Sure, you feel a little guilty about offing that turkey today, but did you ever think about the agonizing death-by-Cuisinart of the cranberries?

jibjab

Once you watch the warped Thanksgiving video “Sendables”–a must-see showing below (click on through the blank screen and it will start playing)–from the online content creators over at JibJab Media, you’ll never look at that side dish the same again.

Happy Thanksgiving!

The Venice, Calif.-based company, which vaunted to fame several years ago with its viral hit, “This Land,” recently launched its Sendables product.

It is aimed at the $85 million online greeting-card business dominated by American Greetings and also cheesy “social expression” products (think animated smiley faces) that actually garner substantial revenue.

Sendables offers a range of these higher quality eCards for sale from 50 cents to $3 for all sorts of occasions, along with videos too, many of which are really good examples of simple online content that works perfectly for the medium.

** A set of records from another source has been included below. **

//! Operational logging
//!
//! Console progress stays on stdout via `println!`. Everything that should
//! leave a trace (commands executed, warnings, state changes) goes through
//! `tracing`: stderr at a verbosity-dependent level, plus an append-only
//! log file when it can be opened.

use std::fs::OpenOptions;
use std::path::Path;
use std::sync::Mutex;
use tracing_subscriber::layer::SubscriberExt;
use tracing_subscriber::util::SubscriberInitExt;
use tracing_subscriber::{EnvFilter, Layer, fmt};

fn console_level(verbose: u8) -> &'static str {
    match verbose {
        0 => "warn",
        1 => "info",
        _ => "debug",
    }
}

/// Install the global subscriber. Safe to call once per process.
pub fn init(verbose: u8, log_file: &Path) {
    let console_filter = EnvFilter::try_from_default_env()
        .unwrap_or_else(|_| EnvFilter::new(console_level(verbose)));

    let console = fmt::layer()
        .with_writer(std::io::stderr)
        .with_target(false)
        .with_filter(console_filter);

    let file_level = if verbose >= 2 { "debug" } else { "info" };
    let file_layer = open_log_file(log_file).map(|file| {
        fmt::layer()
            .with_writer(Mutex::new(file))
            .with_ansi(false)
            .with_target(false)
            .with_filter(EnvFilter::new(file_level))
    });
    let file_missing = file_layer.is_none();

    let _ = tracing_subscriber::registry()
        .with(console)
        .with(file_layer)
        .try_init();

    if file_missing {
        tracing::debug!(path = %log_file.display(), "log file not writable, file logging disabled");
    }
}

fn open_log_file(path: &Path) -> Option<std::fs::File> {
    if let Some(parent) = path.parent() {
        std::fs::create_dir_all(parent).ok()?;
    }
    OpenOptions::new().create(true).append(true).open(path).ok()
}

Gregg Spiridellis and his brother Evan started JibJab together in 1999 to try to break the online content code. Here’s a video interview I did recently during a visit I had with Gregg recently at their Los Angeles offices:

Comments

  1. http://www.Drewryonline.net

    It’s always amazing how the little people get together, especially family member and start up the next biggest dot com million dollar site. I’m loving it…:-)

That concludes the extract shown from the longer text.